Girls Make Games
- Girls Make Games logo
- Formation: 2014
- Founder: Laila Shabir
- Website: www.girlsmakegames.com

= Girls Make Games =

American organization

Girls Make Games is an American organization established in 2014 which aims to support and encourage girls to pursue careers in the video game industry. The organization runs annual summer camps open to young girls where they learn how to design and build a video game.

== History ==
Girls Make Games was established in 2014 by Laila Shabir and her husband. Shabir had moved from the United Arab Emirates to the United States to study at MIT, where she rediscovered the positive influence video games could have. After starting a game development studio focusing on education games called LearnDistrict and discovering that the vast majority of applicants were male, the pair decided to pursue initiatives to address the lack of women in the industry. Shabir sent a Tweet proposing the idea of a summer camp for girls, which received a large volume of support, including by developers such as Tim Schafer. The first camp was held at the Computer History Museum, and Shabir found that there was quickly demand for more camps across the United States. Within a few months 14 other camps were being planned. The first camp in Canada ran in 2018.

During the organization’s first year it received support from companies like Google and Intel, and in 2015 launched an Indiegogo campaign to fund scholarship programs for girls who couldn't afford the attendance fee. Game development companies including Riot Games, BioWare, and Double Fine have hosted field trips for camp attendees. In 2018 Google Play partnered with the organisation to run a game design competition with a college scholarship prize.

Initially, Girls Make Games was a program run by LearnDistrict, delaying the development of their own video game projects, only later becoming a distinct organisation.

Shabir says her ultimate aim with the organization is to make itself obsolete, with the games industry containing a significant proportion of women. In 2018 Shabir won the Entertainment Software Association's 'visionary' award.

In 2017, after Naughty Dog artist Alexandria Neonakis posted a series of tweets about the harassment her and other female video game developers were receiving, particularly from intolerant communities on the Internet, she and other developers donated thousands of dollars to Girls Make Games in response.

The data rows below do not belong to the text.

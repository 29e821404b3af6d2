pub mod pii;
pub mod security;
use std::ops::{Deref, DerefMut};

use actix_web::dev::Payload;
use actix_web::{FromRequest, HttpRequest};
use bytes::BytesMut;
use futures_util::StreamExt;
use serde::de::DeserializeOwned;
use serde_json::Error as JsonError;
use tracing::{debug, warn};

use crate::error::AppError;
use crate::errors::ErrorCode;
use crate::logging::pii::Redacted;
use crate::trace_ctx;

/// Largest body [`ValidatedJson`] buffers; matches `web::Json`'s default.
pub const MAX_BODY_BYTES: usize = 2 * 1024 * 1024;

/// JSON body extractor whose parse failures become a 400 `BAD_REQUEST`
/// `AppError` with a sanitized message.
///
/// Unlike `web::Json`, the content type is not enforced: clients posting
/// JSON as `text/plain` are accepted. Bodies over [`MAX_BODY_BYTES`] are
/// rejected with 413.
#[derive(Debug)]
pub struct ValidatedJson<T>(pub T);

impl<T> ValidatedJson<T> {
    pub fn into_inner(self) -> T {
        self.0
    }
}

impl<T> Deref for ValidatedJson<T> {
    type Target = T;

    fn deref(&self) -> &Self::Target {
        &self.0
    }
}

impl<T> DerefMut for ValidatedJson<T> {
    fn deref_mut(&mut self) -> &mut Self::Target {
        &mut self.0
    }
}

impl<T> FromRequest for ValidatedJson<T>
where
    T: DeserializeOwned + 'static,
{
    type Error = AppError;
    type Future = std::pin::Pin<Box<dyn std::future::Future<Output = Result<Self, Self::Error>>>>;

    fn from_request(req: &HttpRequest, payload: &mut Payload) -> Self::Future {
        let mut payload = payload.take();

        // Read before the future so no request borrow is held across awaits
        let content_type = req
            .headers()
            .get("content-type")
            .and_then(|ct| ct.to_str().ok())
            .unwrap_or("")
            .to_string();

        Box::pin(async move {
            let trace_id = trace_ctx::trace_id();

            let mut body = BytesMut::new();
            while let Some(chunk) = payload.next().await {
                let chunk = chunk.map_err(|e| {
                    warn!(
                        trace_id = %trace_id,
                        error = %e,
                        "Failed to read request body chunk"
                    );
                    AppError::bad_request(ErrorCode::BadRequest, "Failed to read request body")
                })?;
                if body.len() + chunk.len() > MAX_BODY_BYTES {
                    warn!(
                        trace_id = %trace_id,
                        limit = MAX_BODY_BYTES,
                        "Request body over size limit"
                    );
                    return Err(AppError::payload_too_large(MAX_BODY_BYTES));
                }
                body.extend_from_slice(&chunk);
            }

            let parsed = serde_json::from_slice::<T>(&body).map_err(|e| {
                let detail = classify_json_error(&e);

                debug!(
                    trace_id = %trace_id,
                    error = %Redacted(&e.to_string()),
                    content_type = %content_type,
                    body_size = body.len(),
                    "JSON parsing failed"
                );

                AppError::bad_request(ErrorCode::BadRequest, detail)
            })?;

            Ok(ValidatedJson(parsed))
        })
    }
}

/// Sanitized, caller-facing description of a parse failure.
fn classify_json_error(error: &JsonError) -> String {
    match error.classify() {
        serde_json::error::Category::Syntax => {
            let line = error.line();
            format!("Invalid JSON at line {line}")
        }
        serde_json::error::Category::Eof => "Invalid JSON: unexpected end of input".to_string(),
        serde_json::error::Category::Data => {
            "Invalid JSON: expected an object with the required fields".to_string()
        }
        serde_json::error::Category::Io => "Invalid JSON: I/O error while reading body".to_string(),
    }
}
//! Book catalogue operations.

use serde_json::Value;

use crate::errors::domain::DomainError;
use crate::store::{
    Collection, Document, DocumentStore, Filter, InsertOneResult, Update, UpdateResult,
};

/// Fields written by a full replace. Missing fields are stored as `null`.
pub const REPLACEABLE_FIELDS: [&str; 7] = [
    "name",
    "author",
    "quantity",
    "rating",
    "image",
    "description",
    "category",
];

pub async fn list(
    store: &dyn DocumentStore,
    category: Option<&str>,
) -> Result<Vec<Document>, DomainError> {
    let filter = match category {
        Some(category) => Filter::all().eq("category", category),
        None => Filter::all(),
    };
    store.find(Collection::Books, &filter).await
}

pub async fn find_by_id(
    store: &dyn DocumentStore,
    id: &str,
) -> Result<Option<Document>, DomainError> {
    store.find_one(Collection::Books, &Filter::by_id(id)).await
}

pub async fn insert(
    store: &dyn DocumentStore,
    book: Document,
) -> Result<InsertOneResult, DomainError> {
    store.insert_one(Collection::Books, book).await
}

/// Lend out one copy: the stored quantity drops by one, with no floor.
pub async fn decrement_quantity(
    store: &dyn DocumentStore,
    id: &str,
) -> Result<UpdateResult, DomainError> {
    store
        .update_one(
            Collection::Books,
            &Filter::by_id(id),
            &Update::new().inc("quantity", -1),
            false,
        )
        .await
}

pub async fn set_quantity_by_name(
    store: &dyn DocumentStore,
    name: &str,
    quantity: Value,
) -> Result<UpdateResult, DomainError> {
    store
        .update_one(
            Collection::Books,
            &Filter::all().eq("name", name),
            &Update::new().set("quantity", quantity),
            false,
        )
        .await
}

/// Overwrite the replaceable fields of book `id`, creating it when absent.
pub async fn replace(
    store: &dyn DocumentStore,
    id: &str,
    fields: &Document,
) -> Result<UpdateResult, DomainError> {
    let update = REPLACEABLE_FIELDS
        .iter()
        .fold(Update::new(), |update, field| {
            update.set(*field, fields.get(*field).cloned().unwrap_or(Value::Null))
        });

    store
        .update_one(Collection::Books, &Filter::by_id(id), &update, true)
        .await
}
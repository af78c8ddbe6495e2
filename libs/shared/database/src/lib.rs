pub mod change_feed;
pub mod memory;
pub mod seed;
pub mod state;
pub mod store;
pub mod supabase;
pub mod supabase_store;

pub use change_feed::{ChangeFeed, ChangeReceiver};
pub use memory::InMemoryStore;
pub use state::AppState;
pub use store::{ClinicStore, StoreError, StoreResult};
use std::cmp::Reverse;
use std::sync::Arc;

use tracing::{debug, info, warn};
use uuid::Uuid;

use doctor_cell::services::slots::catalog_position;
use shared_database::{ChangeFeed, ClinicStore, StoreError};
use shared_models::clinic::{Appointment, AppointmentFilter, AppointmentStatus, Patient};
use shared_models::events::{RecordChange, Table};
use shared_utils::validation::{rules, validate};

use crate::models::{PatientDashboard, PatientError, RegisterPatientRequest, UpdatePatientRequest};

/// Splits appointments into upcoming (soonest first) and the rest (latest first).
pub fn split_appointments(appointments: Vec<Appointment>) -> (Vec<Appointment>, Vec<Appointment>) {
    let (mut upcoming, mut past): (Vec<_>, Vec<_>) = appointments
        .into_iter()
        .partition(|a| a.status == AppointmentStatus::Upcoming);

    upcoming.sort_by_key(|a| (a.date, catalog_position(&a.time_slot)));
    past.sort_by_key(|a| Reverse((a.date, catalog_position(&a.time_slot))));
    (upcoming, past)
}

pub struct PatientService {
    store: Arc<dyn ClinicStore>,
    feed: ChangeFeed,
}

impl PatientService {
    pub fn new(store: Arc<dyn ClinicStore>, feed: ChangeFeed) -> Self {
        Self { store, feed }
    }

    /// Creates the profile row for an authenticated account.
    pub async fn register_patient(
        &self,
        patient_id: Uuid,
        request: RegisterPatientRequest,
    ) -> Result<Patient, PatientError> {
        debug!("Registering patient profile {}", patient_id);

        validate(&request, rules::PATIENT_REGISTRATION)?;
        validate(&request, rules::PATIENT_PROFILE)?;

        match self.store.get_patient(patient_id).await {
            Ok(_) => return Err(PatientError::AlreadyRegistered(patient_id)),
            Err(StoreError::NotFound { .. }) => {}
            Err(e) => return Err(e.into()),
        }

        let email = request.email.unwrap_or_default().trim().to_string();
        if self.store.find_patient_by_email(&email).await?.is_some() {
            return Err(PatientError::EmailTaken(email));
        }

        let patient = Patient {
            id: patient_id,
            name: request.name.unwrap_or_default().trim().to_string(),
            email: email.clone(),
            date_of_birth: request.date_of_birth.unwrap_or_default(),
            gender: request.gender.unwrap_or_default(),
            phone: request.phone.unwrap_or_default(),
            avatar_url: request.avatar_url.filter(|a| !a.trim().is_empty()),
        };

        let saved = match self.store.insert_patient(patient).await {
            Ok(saved) => saved,
            Err(StoreError::UniqueViolation(_)) => return Err(PatientError::EmailTaken(email)),
            Err(e) => return Err(e.into()),
        };
        self.feed.publish(RecordChange::inserted(Table::Patients, saved.id));

        info!("Patient {} registered", saved.id);
        Ok(saved)
    }

    pub async fn get_patient(&self, patient_id: Uuid) -> Result<Patient, PatientError> {
        match self.store.get_patient(patient_id).await {
            Ok(patient) => Ok(patient),
            Err(StoreError::NotFound { .. }) => Err(PatientError::NotFound(patient_id)),
            Err(e) => Err(e.into()),
        }
    }

    pub async fn update_patient(
        &self,
        patient_id: Uuid,
        request: UpdatePatientRequest,
    ) -> Result<Patient, PatientError> {
        debug!("Updating patient profile {}", patient_id);
        validate(&request, rules::PATIENT_PROFILE)?;

        let mut patient = self.get_patient(patient_id).await?;

        if let Some(email) = request.email.map(|e| e.trim().to_string()) {
            if !email.eq_ignore_ascii_case(&patient.email) {
                if let Some(owner) = self.store.find_patient_by_email(&email).await? {
                    if owner.id != patient_id {
                        return Err(PatientError::EmailTaken(email));
                    }
                }
            }
            patient.email = email;
        }
        if let Some(name) = request.name {
            patient.name = name.trim().to_string();
        }
        if let Some(date_of_birth) = request.date_of_birth {
            patient.date_of_birth = date_of_birth;
        }
        if let Some(gender) = request.gender {
            patient.gender = gender;
        }
        if let Some(phone) = request.phone {
            patient.phone = phone;
        }
        if let Some(avatar_url) = request.avatar_url {
            patient.avatar_url = Some(avatar_url).filter(|a| !a.trim().is_empty());
        }

        let email = patient.email.clone();
        let updated = match self.store.update_patient(patient).await {
            Ok(updated) => updated,
            Err(StoreError::UniqueViolation(_)) => {
                warn!("Email {} claimed concurrently", email);
                return Err(PatientError::EmailTaken(email));
            }
            Err(e) => return Err(e.into()),
        };
        self.feed.publish(RecordChange::updated(Table::Patients, updated.id));

        Ok(updated)
    }

    pub async fn dashboard(&self, patient_id: Uuid) -> Result<PatientDashboard, PatientError> {
        debug!("Building dashboard for patient {}", patient_id);

        let patient = self.get_patient(patient_id).await?;
        let appointments = self
            .store
            .list_appointments(&AppointmentFilter::for_patient(patient_id))
            .await?;
        let (upcoming, past) = split_appointments(appointments);

        Ok(PatientDashboard { patient, upcoming, past })
    }
}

In 2025, Girls Make Games won the "Game Changer Award" at The Game Awards 2025.

== Initiatives ==
Girls Make Games organizes and supports worldwide summer camps, workshops, and game jams. The organization also publishes resources and information for parents and teachers about careers in the games industry, and runs a fellowship for young women entering the industry.

=== Summer camps ===
The organization runs summer camps around the United States, Canada, and Australia and is looking to expand globally, having run individual events in other locations including London. The summer camps run for three weeks and support groups of girls between 8 and 17 to create a video game. On the first day of the camp, attendees play a range of indie video games enabling the organizers to place them in groups based on their interests. At the end of the three week period attendees play and test each other's games, and each group presents their finished game to a panel of experts. During the camp, high achievers can win prizes such as plushies.

In 2014 the first winning group – The Negatives – successfully funded their summer camp game The Hole Story via Kickstarter, raising over US$31,000. With support from LearnDistrict, the game was released in 2015. The second year's winner was Interfectorem, which also received funding via Kickstarter.

Camps are often hosted by video game development companies, with events having been hosted at Nintendo, Xbox, PlayStation, and Zynga. Participating organizations help fund the event, including offering scholarships for attendance. Girls Make Games also provide a free itinerary and workbook for hosting unofficial workshops.

By 2019, more than 6,000 girls had attended a Girls Make Games summer camp or workshop.